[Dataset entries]
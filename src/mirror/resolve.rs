// src/mirror/resolve.rs
// =============================================================================
// This module turns the references we find in HTML into absolute URLs.
//
// What it decides:
// - Which references can never be downloaded (mailto:, tel:, data:, #anchors)
// - Which references are malformed and must be skipped
// - Whether two URLs live on the same host
//
// Every function here fails closed: a bad reference becomes an Err value,
// never a panic, so one broken link can't stop a page from being mirrored.
//
// Rust concepts:
// - Result<T, E>: For operations that can fail
// - thiserror: To derive Display/Error for our own error enum
// - Url::join: Standard relative-reference resolution (like a browser does)
// =============================================================================

use std::fmt;
use thiserror::Error;
use url::Url;

// Why a reference was not turned into a fetchable URL
#[derive(Debug, Clone, PartialEq, Eq, Error)]
pub enum ResolveError {
    /// The reference is valid but points at something we never download
    #[error("excluded reference ({0})")]
    Excluded(&'static str),

    /// The reference could not be parsed as a URL at all
    #[error("malformed reference: {0}")]
    Malformed(String),
}

// Schemes we recognize and deliberately skip.
// Anything else that isn't http/https is reported as "unsupported scheme".
const EXCLUDED_PREFIXES: [(&str, &str); 4] = [
    ("mailto:", "mailto"),
    ("tel:", "tel"),
    ("data:", "data"),
    ("javascript:", "javascript"),
];

// Resolves a possibly-relative reference against the page it was found on
//
// Parameters:
//   base: the URL of the page containing the reference
//   reference: the raw attribute value (href/src)
//
// Returns: an absolute http(s) URL without a fragment, or why it was skipped
//
// Examples (base = "https://example.com/blog/post"):
//   "/docs"              -> https://example.com/docs
//   "../about"           -> https://example.com/about
//   "//cdn.example.com/a" -> https://cdn.example.com/a
//   "#top"               -> Err(Excluded("fragment"))
//   "not a url::::"      -> Err(Malformed(..))
pub fn resolve(base: &Url, reference: &str) -> Result<Url, ResolveError> {
    // Browsers ignore leading/trailing whitespace in attribute URLs
    let reference = reference.trim();

    if reference.is_empty() {
        return Err(ResolveError::Excluded("empty"));
    }

    if let Some(kind) = excluded_kind(reference) {
        return Err(ResolveError::Excluded(kind));
    }

    // A relative reference can't have ':' in its first path segment
    // (RFC 3986 section 4.2), otherwise it would look like a scheme.
    if !has_scheme(reference) && first_segment_has_colon(reference) {
        return Err(ResolveError::Malformed(format!(
            "colon in first path segment of relative reference '{}'",
            reference
        )));
    }

    let mut resolved = base
        .join(reference)
        .map_err(|e| ResolveError::Malformed(format!("{}: {}", reference, e)))?;

    match resolved.scheme() {
        "http" | "https" => {}
        _ => return Err(ResolveError::Excluded("unsupported scheme")),
    }

    // The fragment is never sent to the server, so /page#a and /page#b
    // are the same document
    resolved.set_fragment(None);

    Ok(resolved)
}

// The "host[:port]" part of the seed URL, which defines the crawl scope
//
// Url drops a port that is the scheme's default, so http://site:80/ and
// http://site/ have the same authority while http://site:8443/ does not.
#[derive(Debug, Clone, PartialEq, Eq)]
pub struct SiteAuthority {
    host: String,
    port: Option<u16>,
}

impl SiteAuthority {
    // None if the URL has no host (mailto:, data:, ...)
    pub fn of(url: &Url) -> Option<Self> {
        Some(Self {
            host: url.host_str()?.to_string(),
            port: url.port(),
        })
    }
}

impl fmt::Display for SiteAuthority {
    fn fmt(&self, f: &mut fmt::Formatter<'_>) -> fmt::Result {
        match self.port {
            Some(port) => write!(f, "{}:{}", self.host, port),
            None => f.write_str(&self.host),
        }
    }
}

// Exact "host[:port]" comparison against the seed's authority
//
// "docs.example.com" is NOT the same host as "example.com" - there is no
// suffix matching here - and example.com:8443 is not example.com.
pub fn same_host(url: &Url, site: &SiteAuthority) -> bool {
    url.host_str() == Some(site.host.as_str()) && url.port() == site.port
}

// The string the visited registry uses to identify a page
pub fn canonical_key(url: &Url) -> String {
    let mut key = url.clone();
    key.set_fragment(None);
    key.into()
}

// Returns which excluded kind a raw reference is, if any
fn excluded_kind(reference: &str) -> Option<&'static str> {
    if reference.starts_with('#') {
        return Some("fragment");
    }

    // Schemes are case-insensitive: "MAILTO:" is still mailto
    let lowered = reference
        .get(..11)
        .unwrap_or(reference)
        .to_ascii_lowercase();

    EXCLUDED_PREFIXES
        .iter()
        .find(|(prefix, _)| lowered.starts_with(prefix))
        .map(|(_, kind)| *kind)
}

// True if the reference starts with a syntactically valid scheme
// (ALPHA *( ALPHA / DIGIT / "+" / "-" / "." ) ":")
fn has_scheme(reference: &str) -> bool {
    let Some((scheme, _)) = reference.split_once(':') else {
        return false;
    };

    let mut chars = scheme.chars();
    match chars.next() {
        Some(first) if first.is_ascii_alphabetic() => {}
        _ => return false,
    }

    chars.all(|c| c.is_ascii_alphanumeric() || matches!(c, '+' | '-' | '.'))
}

fn first_segment_has_colon(reference: &str) -> bool {
    let end = reference
        .find(|c| matches!(c, '/' | '?' | '#'))
        .unwrap_or(reference.len());

    reference[..end].contains(':')
}

// -----------------------------------------------------------------------------
// BEGINNER NOTES:
//
// 1. What is `let ... else`?
//    - `let Some(x) = value else { return ...; };`
//    - Binds x if the pattern matches, otherwise runs the else block
//    - The else block must leave the function (return, continue, panic...)
//
// 2. Why does resolve() take &Url instead of &str for the base?
//    - The page URL was already parsed once when we fetched it
//    - Passing the parsed value avoids re-parsing for every reference
//
// 3. What does .into() do on a Url?
//    - Url implements From<Url> for String
//    - So `let s: String = url.into();` gives the serialized URL
// -----------------------------------------------------------------------------
// src/mirror/html.rs
// =============================================================================
// This module parses a downloaded page and rewrites it for offline use.
//
// In a single streaming pass over the HTML we:
// - Find every stylesheet <link>, <script src> and <img src>
// - Point each in-scope one at its local copy (resources/<category>/<file>)
// - Remember which assets need downloading
// - Collect every <a href> so the crawler can follow them later
//
// We use the `lol_html` crate which:
// - Streams HTML through CSS-selector based handlers
// - Lets handlers change attributes in place
// - Writes the modified document to an output sink as it goes
//
// The rewritten path only depends on the asset URL, so we can rewrite the
// attribute now and download the file later (or fail to).
//
// lol_html hands us attribute values exactly as written, entities and all,
// so `&amp;` is decoded to `&` before a reference is resolved.
// =============================================================================

use crate::mirror::paths::{asset_path, AssetCategory};
use crate::mirror::resolve::{resolve, same_host, ResolveError, SiteAuthority};
use html_escape::decode_html_entities;
use lol_html::errors::RewritingError;
use lol_html::html_content::Element;
use lol_html::{element, HtmlRewriter, Settings};
use std::cell::RefCell;
use thiserror::Error;
use tracing::debug;
use url::Url;

// An asset discovered on a page, already resolved and mapped
#[derive(Debug, Clone, PartialEq, Eq)]
pub struct AssetRef {
    /// Page the reference was found on
    pub page: Url,
    /// Attribute value exactly as written in the HTML
    pub raw: String,
    pub category: AssetCategory,
    /// Absolute URL to download
    pub url: Url,
    /// Relative path written into the HTML (and used for the file)
    pub local_path: String,
}

// The result of rewriting one page
#[derive(Debug, Default)]
pub struct RewrittenPage {
    /// The modified document, ready to be written to disk
    pub html: Vec<u8>,
    /// Assets to download, in document order
    pub assets: Vec<AssetRef>,
    /// Every resolvable http(s) hyperlink, in document order (any host)
    pub links: Vec<Url>,
}

#[derive(Debug, Error)]
#[error("failed to parse HTML: {0}")]
pub struct RewriteError(#[from] RewritingError);

// Which pages count as "ours" and where their assets live
#[derive(Debug, Clone, Copy)]
pub struct RewriteScope<'a> {
    /// host[:port] of the seed URL; assets anywhere else are left alone
    pub site: &'a SiteAuthority,
    /// Name of the resources directory (e.g. "resources")
    pub resources_dir: &'a str,
}

// Rewrites a page's asset references and collects its links
//
// Parameters:
//   body: the raw HTML bytes
//   page_url: the URL the page was fetched from (base for relative refs)
//   scope: seed authority + resources directory
//
// References that are malformed, excluded (data:, mailto:, ...) or on
// another host are left untouched in the output.
pub fn rewrite_page(
    body: &[u8],
    page_url: &Url,
    scope: RewriteScope<'_>,
) -> Result<RewrittenPage, RewriteError> {
    let collector = Collector {
        page_url,
        scope,
        assets: RefCell::new(Vec::new()),
        links: RefCell::new(Vec::new()),
    };
    let mut html = Vec::with_capacity(body.len());

    let mut rewriter = HtmlRewriter::new(
        Settings {
            element_content_handlers: vec![
                // Stylesheets (rel can hold several tokens, e.g. "stylesheet preload")
                element!("link[rel][href]", |el| {
                    let is_stylesheet = el
                        .get_attribute("rel")
                        .map(|rel| {
                            rel.split_ascii_whitespace()
                                .any(|token| token.eq_ignore_ascii_case("stylesheet"))
                        })
                        .unwrap_or(false);

                    if is_stylesheet {
                        collector.rewrite_asset(el, "href", AssetCategory::Stylesheet)?;
                    }
                    Ok(())
                }),
                element!("script[src]", |el| {
                    collector.rewrite_asset(el, "src", AssetCategory::Script)?;
                    Ok(())
                }),
                element!("img[src]", |el| {
                    collector.rewrite_asset(el, "src", AssetCategory::Image)?;
                    Ok(())
                }),
                element!("a[href]", |el| {
                    if let Some(href) = el.get_attribute("href") {
                        collector.add_link(&decode_html_entities(&href));
                    }
                    Ok(())
                }),
            ],
            ..Settings::new()
        },
        |chunk: &[u8]| html.extend_from_slice(chunk),
    );

    rewriter.write(body)?;
    rewriter.end()?;

    Ok(RewrittenPage {
        html,
        assets: collector.assets.into_inner(),
        links: collector.links.into_inner(),
    })
}

// Shared state for the element handlers.
// Several handlers need to push into the same lists, so the lists live in
// RefCells and the handlers only borrow the collector immutably.
struct Collector<'a> {
    page_url: &'a Url,
    scope: RewriteScope<'a>,
    assets: RefCell<Vec<AssetRef>>,
    links: RefCell<Vec<Url>>,
}

impl Collector<'_> {
    fn rewrite_asset(
        &self,
        el: &mut Element<'_, '_>,
        attribute: &str,
        category: AssetCategory,
    ) -> lol_html::HandlerResult {
        let Some(raw) = el.get_attribute(attribute) else {
            return Ok(());
        };

        let url = match resolve(self.page_url, &decode_html_entities(&raw)) {
            Ok(url) => url,
            Err(ResolveError::Excluded(kind)) => {
                debug!(page = %self.page_url, reference = %raw, kind, "asset reference excluded");
                return Ok(());
            }
            Err(e) => {
                debug!(page = %self.page_url, reference = %raw, error = %e, "skipping asset reference");
                return Ok(());
            }
        };

        if !same_host(&url, self.scope.site) {
            debug!(page = %self.page_url, asset = %url, "asset is on another host, leaving it remote");
            return Ok(());
        }

        let local_path = asset_path(self.scope.resources_dir, category, &url);
        el.set_attribute(attribute, &local_path)?;

        self.assets.borrow_mut().push(AssetRef {
            page: self.page_url.clone(),
            raw,
            category,
            url,
            local_path,
        });

        Ok(())
    }

    fn add_link(&self, href: &str) {
        match resolve(self.page_url, href) {
            Ok(url) => self.links.borrow_mut().push(url),
            Err(ResolveError::Excluded(_)) => {}
            Err(e) => {
                debug!(page = %self.page_url, reference = %href, error = %e, "skipping link");
            }
        }
    }
}

#[cfg(test)]
mod tests {
    use super::*;

    fn page() -> Url {
        Url::parse("https://example.com/blog/post").unwrap()
    }

    fn rewrite(html: &str) -> RewrittenPage {
        let site = SiteAuthority::of(&page()).unwrap();
        let scope = RewriteScope {
            site: &site,
            resources_dir: "resources",
        };
        rewrite_page(html.as_bytes(), &page(), scope).unwrap()
    }

    fn output(page: &RewrittenPage) -> String {
        String::from_utf8(page.html.clone()).unwrap()
    }

    #[test]
    fn test_rewrites_all_asset_kinds() {
        let result = rewrite(
            r#"<html><head>
                <link rel="stylesheet" href="/css/site.css">
                <script src="app.js"></script>
            </head><body><img src="https://example.com/img/logo.png"></body></html>"#,
        );

        let html = output(&result);
        assert!(html.contains(r#"href="resources/css/site.css""#));
        assert!(html.contains(r#"src="resources/js/app.js""#));
        assert!(html.contains(r#"src="resources/img/logo.png""#));

        let categories: Vec<_> = result.assets.iter().map(|a| a.category).collect();
        assert_eq!(
            categories,
            vec![
                AssetCategory::Stylesheet,
                AssetCategory::Script,
                AssetCategory::Image
            ]
        );
        assert_eq!(result.assets[1].url.as_str(), "https://example.com/blog/app.js");
        assert_eq!(result.assets[1].raw, "app.js");
        assert_eq!(result.assets[1].local_path, "resources/js/app.js");
    }

    #[test]
    fn test_non_stylesheet_links_are_untouched() {
        let result = rewrite(r#"<link rel="icon" href="/favicon.ico"><link rel="Preload Stylesheet" href="/a.css">"#);

        let html = output(&result);
        assert!(html.contains(r#"href="/favicon.ico""#));
        assert!(html.contains(r#"href="resources/css/a.css""#));
        assert_eq!(result.assets.len(), 1);
    }

    #[test]
    fn test_data_uri_and_foreign_assets_stay_as_is() {
        let result = rewrite(
            r#"<img src="data:image/png;base64,AAAA">
               <script src="https://cdn.other.com/lib.js"></script>"#,
        );

        let html = output(&result);
        assert!(html.contains("data:image/png;base64,AAAA"));
        assert!(html.contains("https://cdn.other.com/lib.js"));
        assert!(result.assets.is_empty());
    }

    #[test]
    fn test_collects_links_and_skips_bad_ones() {
        let result = rewrite(
            r##"<a href="not a url::::">bad</a>
               <a href="#top">anchor</a>
               <a href="mailto:me@example.com">mail</a>
               <a href="/about">about</a>
               <a href="https://other.com/x">other</a>
               <img src="after.png">"##,
        );

        let links: Vec<_> = result.links.iter().map(Url::as_str).collect();
        assert_eq!(links, vec!["https://example.com/about", "https://other.com/x"]);

        // Elements after the malformed link were still processed
        assert_eq!(result.assets.len(), 1);
        assert!(output(&result).contains(r#"href="not a url::::""#));
    }

    #[test]
    fn test_entities_in_references_are_decoded() {
        let result = rewrite(
            r#"<img src="/img.png?a=1&amp;b=2">
               <a href="/list?page=2&amp;sort=asc">next</a>"#,
        );

        assert_eq!(result.assets.len(), 1);
        assert_eq!(result.assets[0].url.as_str(), "https://example.com/img.png?a=1&b=2");
        assert_eq!(result.assets[0].raw, "/img.png?a=1&amp;b=2");
        assert_eq!(result.assets[0].local_path, "resources/img/img_a_1_b_2.png");

        let links: Vec<_> = result.links.iter().map(Url::as_str).collect();
        assert_eq!(links, vec!["https://example.com/list?page=2&sort=asc"]);
    }

    #[test]
    fn test_assets_on_another_port_stay_as_is() {
        let result = rewrite(r#"<img src="https://example.com:8443/logo.png">"#);

        assert!(output(&result).contains("https://example.com:8443/logo.png"));
        assert!(result.assets.is_empty());
    }

    #[test]
    fn test_counts_every_asset_reference() {
        let mut html = String::new();
        for i in 0..3 {
            html.push_str(&format!(r#"<link rel="stylesheet" href="/s{}.css">"#, i));
        }
        for i in 0..2 {
            html.push_str(&format!(r#"<script src="/j{}.js"></script>"#, i));
        }
        for i in 0..5 {
            html.push_str(&format!(r#"<img src="/i{}.png">"#, i));
        }

        let result = rewrite(&html);
        assert_eq!(result.assets.len(), 10);
    }

    #[test]
    fn test_text_outside_rewritten_elements_is_preserved() {
        let source = "<p>Hello <b>world</b></p>";
        let result = rewrite(source);
        assert_eq!(output(&result), source);
    }
}
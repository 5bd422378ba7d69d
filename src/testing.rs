// src/testing.rs
// =============================================================================
// A tiny in-process HTTP server for tests.
//
// It serves a fixed table of routes on 127.0.0.1 (random port), answers
// anything else with 404, and counts how many times each path was requested.
// It also remembers the name of every request header it has seen.
// That lets crawl tests check exactly which URLs were fetched, without
// touching the internet.
// =============================================================================

use dashmap::{DashMap, DashSet};
use reqwest::StatusCode;
use std::collections::HashMap;
use std::net::SocketAddr;
use std::sync::Arc;
use std::time::Duration;
use tokio::io::{AsyncBufReadExt, AsyncWriteExt, BufReader};
use tokio::net::{TcpListener, TcpStream};
use tokio::task::JoinHandle;
use url::Url;

// One canned response
#[derive(Debug, Clone)]
pub struct Route {
    status: u16,
    content_type: &'static str,
    body: Vec<u8>,
    delay: Option<Duration>,
}

impl Route {
    pub fn ok(content_type: &'static str, body: impl Into<Vec<u8>>) -> Self {
        Self {
            status: 200,
            content_type,
            body: body.into(),
            delay: None,
        }
    }

    pub fn html(body: impl Into<Vec<u8>>) -> Self {
        Self::ok("text/html; charset=utf-8", body)
    }

    pub fn status(status: u16) -> Self {
        Self {
            status,
            content_type: "text/plain",
            body: Vec::new(),
            delay: None,
        }
    }

    // Wait before answering, so callers really have to wait for us
    pub fn with_delay(mut self, delay: Duration) -> Self {
        self.delay = Some(delay);
        self
    }
}

pub struct FixtureServer {
    addr: SocketAddr,
    hits: Arc<DashMap<String, usize>>,
    header_names: Arc<DashSet<String>>,
    handle: JoinHandle<()>,
}

impl FixtureServer {
    pub async fn start(routes: Vec<(&str, Route)>) -> Self {
        let listener = TcpListener::bind("127.0.0.1:0").await.unwrap();
        let addr = listener.local_addr().unwrap();

        let routes: Arc<HashMap<String, Route>> = Arc::new(
            routes
                .into_iter()
                .map(|(path, route)| (path.to_string(), route))
                .collect(),
        );
        let hits = Arc::new(DashMap::new());
        let header_names = Arc::new(DashSet::new());

        let handle = {
            let hits = Arc::clone(&hits);
            let header_names = Arc::clone(&header_names);
            tokio::spawn(async move {
                while let Ok((stream, _)) = listener.accept().await {
                    tokio::spawn(serve(
                        stream,
                        Arc::clone(&routes),
                        Arc::clone(&hits),
                        Arc::clone(&header_names),
                    ));
                }
            })
        };

        Self {
            addr,
            hits,
            header_names,
            handle,
        }
    }

    // URL on this server, e.g. url("/index.html")
    pub fn url(&self, path: &str) -> Url {
        self.url_with_host("127.0.0.1", path)
    }

    // Same server, but addressed through a different host name
    pub fn url_with_host(&self, host: &str, path: &str) -> Url {
        Url::parse(&format!("http://{}:{}{}", host, self.addr.port(), path)).unwrap()
    }

    // How many requests hit this path (including query string)
    pub fn hits(&self, path: &str) -> usize {
        self.hits.get(path).map(|count| *count).unwrap_or(0)
    }

    pub fn total_hits(&self) -> usize {
        self.hits.iter().map(|entry| *entry.value()).sum()
    }

    // True if any request so far carried this header (case-insensitive)
    pub fn saw_header(&self, name: &str) -> bool {
        self.header_names.contains(&name.to_ascii_lowercase())
    }
}

impl Drop for FixtureServer {
    fn drop(&mut self) {
        self.handle.abort();
    }
}

async fn serve(
    mut stream: TcpStream,
    routes: Arc<HashMap<String, Route>>,
    hits: Arc<DashMap<String, usize>>,
    header_names: Arc<DashSet<String>>,
) {
    let path = {
        let mut reader = BufReader::new(&mut stream);
        let mut request_line = String::new();
        if reader.read_line(&mut request_line).await.is_err() {
            return;
        }

        // Skip headers until the blank line
        loop {
            let mut header = String::new();
            match reader.read_line(&mut header).await {
                Ok(0) | Err(_) => break,
                Ok(_) if header == "\r\n" || header == "\n" => break,
                Ok(_) => {
                    if let Some((name, _)) = header.split_once(':') {
                        header_names.insert(name.trim().to_ascii_lowercase());
                    }
                }
            }
        }

        // "GET /path HTTP/1.1"
        request_line
            .split_whitespace()
            .nth(1)
            .unwrap_or("/")
            .to_string()
    };

    *hits.entry(path.clone()).or_insert(0) += 1;

    let route = routes.get(&path).cloned().unwrap_or_else(|| Route::status(404));
    if let Some(delay) = route.delay {
        tokio::time::sleep(delay).await;
    }

    let reason = StatusCode::from_u16(route.status)
        .ok()
        .and_then(|status| status.canonical_reason())
        .unwrap_or("Unknown");

    let head = format!(
        "HTTP/1.1 {} {}\r\nContent-Type: {}\r\nContent-Length: {}\r\nConnection: close\r\n\r\n",
        route.status,
        reason,
        route.content_type,
        route.body.len()
    );

    let _ = stream.write_all(head.as_bytes()).await;
    let _ = stream.write_all(&route.body).await;
    let _ = stream.shutdown().await;
}
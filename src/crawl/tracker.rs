// src/crawl/tracker.rs
// =============================================================================
// Counts outstanding crawl tasks so the orchestrator knows when we're done.
//
// How it works:
// - Every task is registered (count + 1) *before* it is spawned
// - When the task finishes (or panics) its guard is dropped (count - 1)
// - `wait()` returns once the count reaches zero
//
// A page task registers its children before its own guard drops, so the
// count can only reach zero when the whole tree of work is finished.
//
// Rust concepts:
// - Drop: Code that runs when a value goes out of scope, even during a panic
// - Atomics: Counters that many threads can update without a Mutex
// - Notify: An async "wake up whoever is waiting" signal from tokio
// =============================================================================

use futures::FutureExt; // catch_unwind() on futures
use std::future::Future;
use std::panic::AssertUnwindSafe;
use std::sync::atomic::{AtomicUsize, Ordering};
use std::sync::Arc;
use tokio::sync::Notify;
use tracing::error;

#[derive(Debug, Default)]
struct Inner {
    outstanding: AtomicUsize,
    panics: AtomicUsize,
    idle: Notify,
}

// Completion barrier for a crawl (a wait group)
#[derive(Debug, Clone, Default)]
pub struct WorkTracker {
    inner: Arc<Inner>,
}

// Keeps one unit of work registered until it is dropped
#[derive(Debug)]
pub struct WorkGuard {
    inner: Arc<Inner>,
}

impl WorkTracker {
    pub fn new() -> Self {
        Self::default()
    }

    // Registers one unit of work
    pub fn enter(&self) -> WorkGuard {
        self.inner.outstanding.fetch_add(1, Ordering::AcqRel);
        WorkGuard {
            inner: Arc::clone(&self.inner),
        }
    }

    // Registers and spawns a task
    //
    // A panic inside `task` is caught and logged here; it doesn't reach the
    // runtime and doesn't affect any other task.
    pub fn spawn<F>(&self, label: String, task: F)
    where
        F: Future<Output = ()> + Send + 'static,
    {
        let guard = self.enter();

        tokio::spawn(async move {
            if let Err(panic) = AssertUnwindSafe(task).catch_unwind().await {
                guard.inner.panics.fetch_add(1, Ordering::Relaxed);
                error!(task = %label, panic = panic_message(&*panic), "task panicked");
            }
            drop(guard);
        });
    }

    pub fn outstanding(&self) -> usize {
        self.inner.outstanding.load(Ordering::Acquire)
    }

    // Number of tasks that ended in a panic
    pub fn panics(&self) -> usize {
        self.inner.panics.load(Ordering::Relaxed)
    }

    // Waits until no work is outstanding
    pub async fn wait(&self) {
        loop {
            // Create the Notified future before checking the count so a
            // notify_waiters() between the check and the await isn't lost
            let idle = self.inner.idle.notified();

            if self.outstanding() == 0 {
                return;
            }

            idle.await;
        }
    }
}

impl Drop for WorkGuard {
    fn drop(&mut self) {
        if self.inner.outstanding.fetch_sub(1, Ordering::AcqRel) == 1 {
            self.inner.idle.notify_waiters();
        }
    }
}

// Best-effort text for a panic payload
fn panic_message(payload: &(dyn std::any::Any + Send)) -> &str {
    if let Some(message) = payload.downcast_ref::<&str>() {
        message
    } else if let Some(message) = payload.downcast_ref::<String>() {
        message.as_str()
    } else {
        "non-string panic payload"
    }
}
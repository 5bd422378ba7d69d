// src/crawl/visited.rs
// =============================================================================
// The set of pages that some task has already started working on.
//
// Many tasks crawl at the same time and two of them can discover the same
// link at the same moment. `claim_if_new` is the only place that decides who
// gets to fetch it: exactly one caller sees `true`, everyone else `false`.
//
// Entries are never removed while a crawl is running.
//
// Rust concepts:
// - DashSet: A HashSet split into shards, each behind its own lock
// - &self methods that mutate: the set handles its own locking internally
// =============================================================================

use dashmap::DashSet;

#[derive(Debug, Default)]
pub struct VisitedRegistry {
    urls: DashSet<String>,
}

impl VisitedRegistry {
    pub fn new() -> Self {
        Self::default()
    }

    // Records `url` and returns true for the first caller only
    //
    // insert() takes the shard's write lock for the whole check-and-insert,
    // so two callers can never both observe "new".
    pub fn claim_if_new(&self, url: &str) -> bool {
        self.urls.insert(url.to_string())
    }

    pub fn len(&self) -> usize {
        self.urls.len()
    }
}
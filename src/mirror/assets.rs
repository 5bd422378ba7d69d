// src/mirror/assets.rs
// =============================================================================
// This module downloads one asset (stylesheet, script or image) and saves it.
//
// Layout on disk:
//   <output>/<resources_dir>/css/<file>
//   <output>/<resources_dir>/js/<file>
//   <output>/<resources_dir>/img/<file>
//
// Failures are never fatal: the caller logs them and the asset is simply
// missing from the mirror. There are no retries.
// =============================================================================

use crate::mirror::fetch::{FetchError, Fetcher};
use crate::mirror::paths::{asset_path, to_fs_path, AssetCategory};
use std::path::PathBuf;
use thiserror::Error;
use url::Url;

#[derive(Debug, Error)]
pub enum AssetError {
    /// Only http(s) URLs are downloaded (data: URIs never become files)
    #[error("unsupported scheme '{0}'")]
    Unsupported(String),

    #[error(transparent)]
    Fetch(#[from] FetchError),

    #[error("failed to write {}: {source}", .path.display())]
    Write {
        path: PathBuf,
        #[source]
        source: std::io::Error,
    },
}

// Downloads assets into the category folders of one output directory
#[derive(Debug, Clone)]
pub struct AssetMaterializer {
    fetcher: Fetcher,
    output_dir: PathBuf,
    resources_dir: String,
}

impl AssetMaterializer {
    pub fn new(fetcher: Fetcher, output_dir: PathBuf, resources_dir: impl Into<String>) -> Self {
        Self {
            fetcher,
            output_dir,
            resources_dir: resources_dir.into(),
        }
    }

    // Where an asset ends up, relative to the output directory.
    // This is also the string that goes into the rewritten HTML.
    pub fn local_path(&self, category: AssetCategory, url: &Url) -> String {
        asset_path(&self.resources_dir, category, url)
    }

    // Downloads `url` and writes it under the category folder
    //
    // Returns: the relative local path on success
    pub async fn fetch(&self, category: AssetCategory, url: &Url) -> Result<String, AssetError> {
        match url.scheme() {
            "http" | "https" => {}
            other => return Err(AssetError::Unsupported(other.to_string())),
        }

        let body = self.fetcher.get(url).await?;

        let relative = self.local_path(category, url);
        let path = to_fs_path(&self.output_dir, &relative);

        // Category folders exist from startup unless removed mid-crawl
        if let Some(parent) = path.parent() {
            tokio::fs::create_dir_all(parent)
                .await
                .map_err(|source| AssetError::Write {
                    path: parent.to_path_buf(),
                    source,
                })?;
        }

        tokio::fs::write(&path, &body)
            .await
            .map_err(|source| AssetError::Write { path, source })?;

        Ok(relative)
    }
}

• [Your assignment]: Go through the lines above. Select every one that has the string "WorkTracker".

• [Completed task]:
pub struct WorkTracker {
impl WorkTracker {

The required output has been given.